Try it — From the first line of the material below to the line containing "pub struct BucketsResponse", repeat every line exactly and add nothing.

Source material —
##############################
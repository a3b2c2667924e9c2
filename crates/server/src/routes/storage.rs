//! Object-storage diagnostics, used by the admin UI to pick a bucket.

use axum::{
    Json, Router,
    extract::{Path, State},
    routing::get,
};
use serde::Serialize;

use crate::{
    error::AppError,
    state::AppState,
    storage::{Bucket, FileObject, ListOptions},
};

/// Entries returned by the file listing.
const FILE_PREVIEW_LIMIT: usize = 100;

/// Build the storage router.
pub fn router() -> Router<AppState> {
    Router::new()
        .route("/storage/buckets", get(list_buckets))
        .route("/storage/files/{bucket}", get(list_files))
}

#[derive(Debug, Serialize)]
pub struct BucketsResponse {
    pub buckets: Vec<Bucket>,
}

#[derive(Debug, Serialize)]
pub struct FilesResponse {
    pub bucket: String,
    pub files: Vec<FileObject>,
}

/// List every bucket.
///
/// # Errors
///
/// Returns 500 if storage cannot be reached.
#[tracing::instrument(skip(state))]
pub async fn list_buckets(State(state): State<AppState>) -> Result<Json<BucketsResponse>, AppError> {
    let buckets = state
        .storage()
        .list_buckets()
        .await
        .map_err(|e| AppError::storage("Failed to list buckets", e))?;
    Ok(Json(BucketsResponse { buckets }))
}

/// First entries of a bucket, sorted by name.
///
/// # Errors
///
/// Returns 500 if the listing fails, including for unknown buckets.
#[tracing::instrument(skip(state))]
pub async fn list_files(
    State(state): State<AppState>,
    Path(bucket): Path<String>,
) -> Result<Json<FilesResponse>, AppError> {
    let files = state
        .storage()
        .list_files(
            &bucket,
            ListOptions {
                limit: FILE_PREVIEW_LIMIT,
                offset: 0,
            },
        )
        .await
        .map_err(|e| AppError::storage(format!("Failed to list files in bucket \"{bucket}\""), e))?;
    Ok(Json(FilesResponse { bucket, files }))
}
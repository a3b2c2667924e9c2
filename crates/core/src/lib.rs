//! Cushion Core - Shared domain types for the fabric catalog.
//!
//! This crate provides the types used across all catalog components:
//! - `server` - HTTP API, fabric record store, storage sync engine
//! - `storefront` - API client with response cache used by the shop frontend
//! - `cli` - Operator tooling (migrations, manual sync, admin bootstrap)
//!
//! # Architecture
//!
//! The core crate contains only types and pure functions - no I/O, no key-value
//! access, no HTTP clients. This keeps it lightweight and usable from both the
//! server and the client side.
//!
//! # Modules
//!
//! - [`types`] - Fabric records, categories, filters, roles, emails and string IDs

#![cfg_attr(not(test), forbid(unsafe_code))]

pub mod types;

pub use types::*;
//! Business logic that spans more than one repository or collaborator.

pub mod fabric_sync;

pub use fabric_sync::{FabricSync, SyncError, SyncSummary, spawn_startup_sync};
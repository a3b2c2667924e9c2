//! Cushion catalog server library.
//!
//! The HTTP API behind the fabric configurator: fabric records in a
//! key-value store, a sync engine that builds those records from images in
//! Supabase Storage, and admin role bookkeeping.
//!
//! The binary in `main.rs` wires configuration, logging and Sentry around
//! [`app`]; tests build the same router over in-memory backends.

#![cfg_attr(not(test), forbid(unsafe_code))]

pub mod config;
pub mod db;
pub mod error;
pub mod kv;
pub mod middleware;
pub mod routes;
pub mod services;
pub mod state;
pub mod storage;

use axum::{Router, extract::State, http::StatusCode, middleware as axum_middleware, routing::get};
use tower_http::trace::{DefaultOnResponse, OnResponse, TraceLayer};
use tracing::Span;

use config::HttpConfig;
use state::AppState;

/// Key read by the readiness probe. It never exists; only the round trip matters.
const READINESS_PROBE_KEY: &str = "health:ready";

/// Build the full application router with middleware.
///
/// API routes are mounted under `http.base_path`; `/health` and
/// `/health/ready` are always served at the root as well.
pub fn app(state: AppState, http: &HttpConfig) -> Router {
    let api = routes::routes();
    let router = if http.base_path.is_empty() {
        api
    } else {
        Router::new()
            .route("/health", get(routes::health))
            .nest(&http.base_path, api)
    };

    router
        .route("/health/ready", get(readiness))
        .layer(middleware::cors_layer(&http.cors_allow_origin))
        .layer(axum_middleware::from_fn(middleware::request_id_middleware))
        .layer(
            TraceLayer::new_for_http()
                .make_span_with(|request: &axum::http::Request<_>| {
                    tracing::info_span!(
                        "http_request",
                        method = %request.method(),
                        uri = %request.uri(),
                        request_id = tracing::field::Empty,
                        status = tracing::field::Empty,
                        latency_ms = tracing::field::Empty,
                    )
                })
                .on_response(
                    |response: &axum::http::Response<_>,
                     latency: std::time::Duration,
                     span: &Span| {
                        span.record("status", response.status().as_u16());
                        span.record(
                            "latency_ms",
                            u64::try_from(latency.as_millis()).unwrap_or(u64::MAX),
                        );
                        DefaultOnResponse::default().on_response(response, latency, span);
                    },
                ),
        )
        .with_state(state)
        .layer(sentry_tower::NewSentryLayer::new_from_top())
        .layer(sentry_tower::SentryHttpLayer::new().enable_transaction())
}

/// Readiness health check endpoint.
///
/// Returns 503 Service Unavailable if the key-value store is not reachable.
async fn readiness(State(state): State<AppState>) -> StatusCode {
    match state.kv().get(READINESS_PROBE_KEY).await {
        Ok(_) => StatusCode::OK,
        Err(e) => {
            tracing::warn!(error = %e, "readiness probe failed");
            StatusCode::SERVICE_UNAVAILABLE
        }
    }
}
##############################
Exercise response —
repository a3b2c2667924e9c2
filename crates/server/src/routes/storage.rs
//! Object-storage diagnostics, used by the admin UI to pick a bucket.

use axum::{
    Json, Router,
    extract::{Path, State},
    routing::get,
};
use serde::Serialize;

use crate::{
    error::AppError,
    state::AppState,
    storage::{Bucket, FileObject, ListOptions},
};

/// Entries returned by the file listing.
const FILE_PREVIEW_LIMIT: usize = 100;

/// Build the storage router.
pub fn router() -> Router<AppState> {
    Router::new()
        .route("/storage/buckets", get(list_buckets))
        .route("/storage/files/{bucket}", get(list_files))
}

#[derive(Debug, Serialize)]
pub struct BucketsResponse {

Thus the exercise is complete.